DocketNumber: 85-14924 CA A62304 (Control), CA A62560
Judges: Warren, Riggs, Edmonds
Filed Date: 12/19/1990
Status: Precedential
Modified Date: 10/19/2024
dissenting.
I agree with the majority that employer’s acceptance of the wrist strain was not acceptance of a claim for avascular necrosis. Georgia Pacific v. Piwowar, 305 Or 494, 753 P2d 948 (1988). The claim could be and was denied, and claimant had the burden to prove its compensability. He presented no evidence that a discrete traumatic event caused the necrosis.

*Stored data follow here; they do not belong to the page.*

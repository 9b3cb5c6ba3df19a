//! Short link service: code generation, persistence and the request
//! handler that turns logical create/resolve requests into responses.
//!
//! Transports (HTTP server, Lambda) build a [`LinkRequest`], call
//! [`RequestHandler::handle`] and render the returned [`LinkResponse`].

pub mod error;
pub mod handler;
pub mod request;
pub mod response;
pub mod service;

pub use error::HandlerError;
pub use handler::{HandlerConfig, RequestHandler, DEFAULT_BASE_URL};
pub use request::{LinkRequest, RequestKind, SHORT_CODE_PARAM};
pub use response::LinkResponse;
pub use service::ShortenerService;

His theory is that, because employer accepted the wrist strain, it cannot deny that there was a work-related injury. That far, he is correct. He also appears to contend, however, that, because there was an injury, there was a trauma as a matter of law. In that, he is mistaken. Although he is correct that employer cannot deny that there was an injury, that does not resolve the question of whether the injury was traumatic or, if it was, whether the trauma caused the necrosis condition.
The majority erroneously characterizes employer’s acceptance of the wrist strain as an agreement “that a traumatic event had happened.” 104 Or App at 735-36. Employer’s acceptance of the strain condition is only a concession that a work-related injury occurred. An injury is not necessarily a “traumatic event.” In Valtinson v. SAIF, 56 Or App 184, 187, 641 P2d 598 (1982), we explained that one of the distinctions between an on-the-job injury and an occupational disease is that an injury is “sudden in onset.” “Sudden in onset” is not equated with instantaneous; it may occur during a discrete period of time. 56 Or App at 188; accord: Donald Drake Co. v. Lundmark, 63 Or App 261, 663 P2d 1303 (1983), rev den 296 Or 350 (1984). By accepting a claim for a work-related injury, an employer does not necessarily agree that a traumatic event occurred.
Accordingly, I dissent.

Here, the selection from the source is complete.